* [Exercise directions] Pull every line holding the word "open" from the data below and copy it.

· · · · · · ·

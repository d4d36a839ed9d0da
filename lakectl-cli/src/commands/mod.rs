//! Command implementations for lakectl CLI

pub mod app_state;
pub mod config;
pub mod instances;
pub mod query;

use std::sync::Arc;

use anyhow::{Context, Result};
use clap::Args;
use lakectl_core::{LakectlConfig, PoolSlot, RotatingPool, WorkspaceClient};
use tracing::{debug, info};

// Re-export main dispatcher functions for flat access from main.rs
pub use app_state::run_app_state;
pub use config::run_config;
pub use instances::run_instances;
pub use query::run_query;

/// Which instance and database to open a pool against.
#[derive(Args, Debug, Clone)]
pub struct ConnectionArgs {
    /// Lakebase database instance name
    #[arg(long, env = "LAKEBASE_INSTANCE")]
    pub instance: Option<String>,

    /// Database to connect to (default: databricks_postgres)
    #[arg(long, env = "LAKEBASE_DATABASE")]
    pub database: Option<String>,

    /// Postgres role (default: the workspace user name)
    #[arg(long, env = "LAKEBASE_USER")]
    pub user: Option<String>,
}

/// Workspace client from `[workspace].host` / `DATABRICKS_HOST` and `DATABRICKS_TOKEN`.
pub fn workspace_client(config: &LakectlConfig) -> Result<WorkspaceClient> {
    let host = config
        .workspace
        .host
        .as_deref()
        .context("No workspace host: set DATABRICKS_HOST or [workspace].host in lakectl.toml")?;
    let token = std::env::var("DATABRICKS_TOKEN").context("DATABRICKS_TOKEN is not set")?;
    Ok(WorkspaceClient::new(host, token)?)
}

/// Resolve the instance and role, then build a pool whose connections each
/// authenticate with a freshly minted credential.
pub async fn connect_pool(config: &LakectlConfig, args: &ConnectionArgs) -> Result<RotatingPool> {
    let client = workspace_client(config)?;

    let instance_name = args
        .instance
        .clone()
        .or_else(|| config.defaults.instance.clone())
        .context("No instance given: pass --instance or set LAKEBASE_INSTANCE")?;
    let database = args
        .database
        .clone()
        .unwrap_or_else(|| config.defaults.database.clone());

    let user = match args.user.clone().or_else(|| config.defaults.user.clone()) {
        Some(user) => user,
        None => {
            let me = client
                .current_user()
                .await
                .context("Failed to determine the workspace user")?;
            debug!(user = %me.user_name, "using workspace identity as postgres role");
            me.user_name
        }
    };

    let settings = config
        .resolve_pool_settings(&client, &instance_name, &user, &database)
        .await?;
    info!(instance = %instance_name, host = %settings.host, database = %database, "connecting");

    let slot: PoolSlot = PoolSlot::new();
    let pool = slot
        .acquire_pool(&settings, Arc::new(client))
        .await
        .with_context(|| format!("Failed to open a pool for {instance_name:?}"))?;
    Ok(pool)
}
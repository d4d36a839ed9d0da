//! Tracing setup for the lakectl CLI
//!
//! Usage:
//!   lakectl --debug ...                        # Debug logging to stderr
//!   RUST_LOG=lakectl_core=debug lakectl ...    # Fine-grained log control
//!
//! Logs go to stderr so `--format json` output on stdout stays clean.

use anyhow::{anyhow, Result};
use tracing_subscriber::EnvFilter;

/// Tracing configuration options
#[derive(Debug, Clone, Default)]
pub struct TracingConfig {
    /// Enable debug logging (sets RUST_LOG=debug if not already set)
    pub debug: bool,
}

pub fn init(config: &TracingConfig) -> Result<()> {
    let filter = if config.debug {
        // Debug mode: set debug level unless RUST_LOG is explicitly set
        EnvFilter::try_from_default_env().unwrap_or_else(|_| EnvFilter::new("debug"))
    } else {
        EnvFilter::try_from_default_env().unwrap_or_else(|_| EnvFilter::new("warn"))
    };

    tracing_subscriber::fmt()
        .with_env_filter(filter)
        .with_target(config.debug) // Show targets in debug mode
        .with_writer(std::io::stderr)
        .compact()
        .try_init()
        .map_err(|err| anyhow!(err))
}
/// A positional statement parameter (`$1`, `$2`, ...).
#[derive(Debug, Clone, PartialEq)]
pub enum SqlParam {
    Null,
    Bool(bool),
    Int(i64),
    Float(f64),
    Text(String),
    Timestamp(DateTime<Utc>),
    Uuid(Uuid),
}

impl SqlParam {
    fn type_info(&self) -> PgTypeInfo {
        match self {
            SqlParam::Null => <UntypedNull as Type<Postgres>>::type_info(),
            SqlParam::Text(_) => <String as Type<Postgres>>::type_info(),
            SqlParam::Bool(_) => <bool as Type<Postgres>>::type_info(),
            SqlParam::Int(_) => <i64 as Type<Postgres>>::type_info(),
            SqlParam::Float(_) => <f64 as Type<Postgres>>::type_info(),
            SqlParam::Timestamp(_) => <DateTime<Utc> as Type<Postgres>>::type_info(),
            SqlParam::Uuid(_) => <Uuid as Type<Postgres>>::type_info(),
        }
    }

    fn bind<'q>(&self, query: Query<'q, Postgres, PgArguments>) -> Query<'q, Postgres, PgArguments> {
        match self {
            SqlParam::Null => query.bind(UntypedNull),
            SqlParam::Bool(v) => query.bind(*v),
            SqlParam::Int(v) => query.bind(*v),
            SqlParam::Float(v) => query.bind(*v),
            SqlParam::Text(v) => query.bind(v.clone()),
            SqlParam::Timestamp(v) => query.bind(*v),
            SqlParam::Uuid(v) => query.bind(*v),
        }
    }
}

/// A NULL sent with the unspecified type (OID 0) so the server infers the
/// parameter type from context instead of assuming `text`.
struct UntypedNull;

impl Type<Postgres> for UntypedNull {
    fn type_info() -> PgTypeInfo {
        PgTypeInfo::with_oid(Oid(0))
    }
}

impl Encode<'_, Postgres> for UntypedNull {
    fn encode_by_ref(&self, _buf: &mut PgArgumentBuffer) -> std::result::Result<IsNull, BoxDynError> {
        Ok(IsNull::Yes)
    }
}

impl From<&str> for SqlParam {
    fn from(value: &str) -> Self {
        SqlParam::Text(value.to_string())
    }
}

impl From<String> for SqlParam {
    fn from(value: String) -> Self {
        SqlParam::Text(value)
    }
}

impl From<i64> for SqlParam {
    fn from(value: i64) -> Self {
        SqlParam::Int(value)
    }
}

impl From<bool> for SqlParam {
    fn from(value: bool) -> Self {
        SqlParam::Bool(value)
    }
}

impl From<f64> for SqlParam {
    fn from(value: f64) -> Self {
        SqlParam::Float(value)
    }
}

impl From<Uuid> for SqlParam {
    fn from(value: Uuid) -> Self {
        SqlParam::Uuid(value)
    }
}

impl<T: Into<SqlParam>> From<Option<T>> for SqlParam {
    fn from(value: Option<T>) -> Self {
        value.map_or(SqlParam::Null, Into::into)
    }
}

/// Rows plus the column names the driver reported, in order.
#[derive(Debug, Clone, Default, PartialEq, Serialize)]
pub struct QueryResult {
    pub columns: Vec<String>,
    pub rows: Vec<Vec<JsonValue>>,
}

impl QueryResult {
    /// The result of a statement that produces no result set.
    pub fn empty() -> Self {
        Self::default()
    }

    pub fn is_empty(&self) -> bool {
        self.rows.is_empty()
    }

    pub fn len(&self) -> usize {
        self.rows.len()
    }

    pub fn column_index(&self, name: &str) -> Option<usize> {
        self.columns.iter().position(|c| c == name)
    }

    /// Value of `column` in row `row`.
    pub fn get(&self, row: usize, column: &str) -> Option<&JsonValue> {
        let index = self.column_index(column)?;
        self.rows.get(row)?.get(index)
    }
}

· · · · · · ·

* [Expected output]
/// Which instance and database to open a pool against.
        .with_context(|| format!("Failed to open a pool for {instance_name:?}"))?;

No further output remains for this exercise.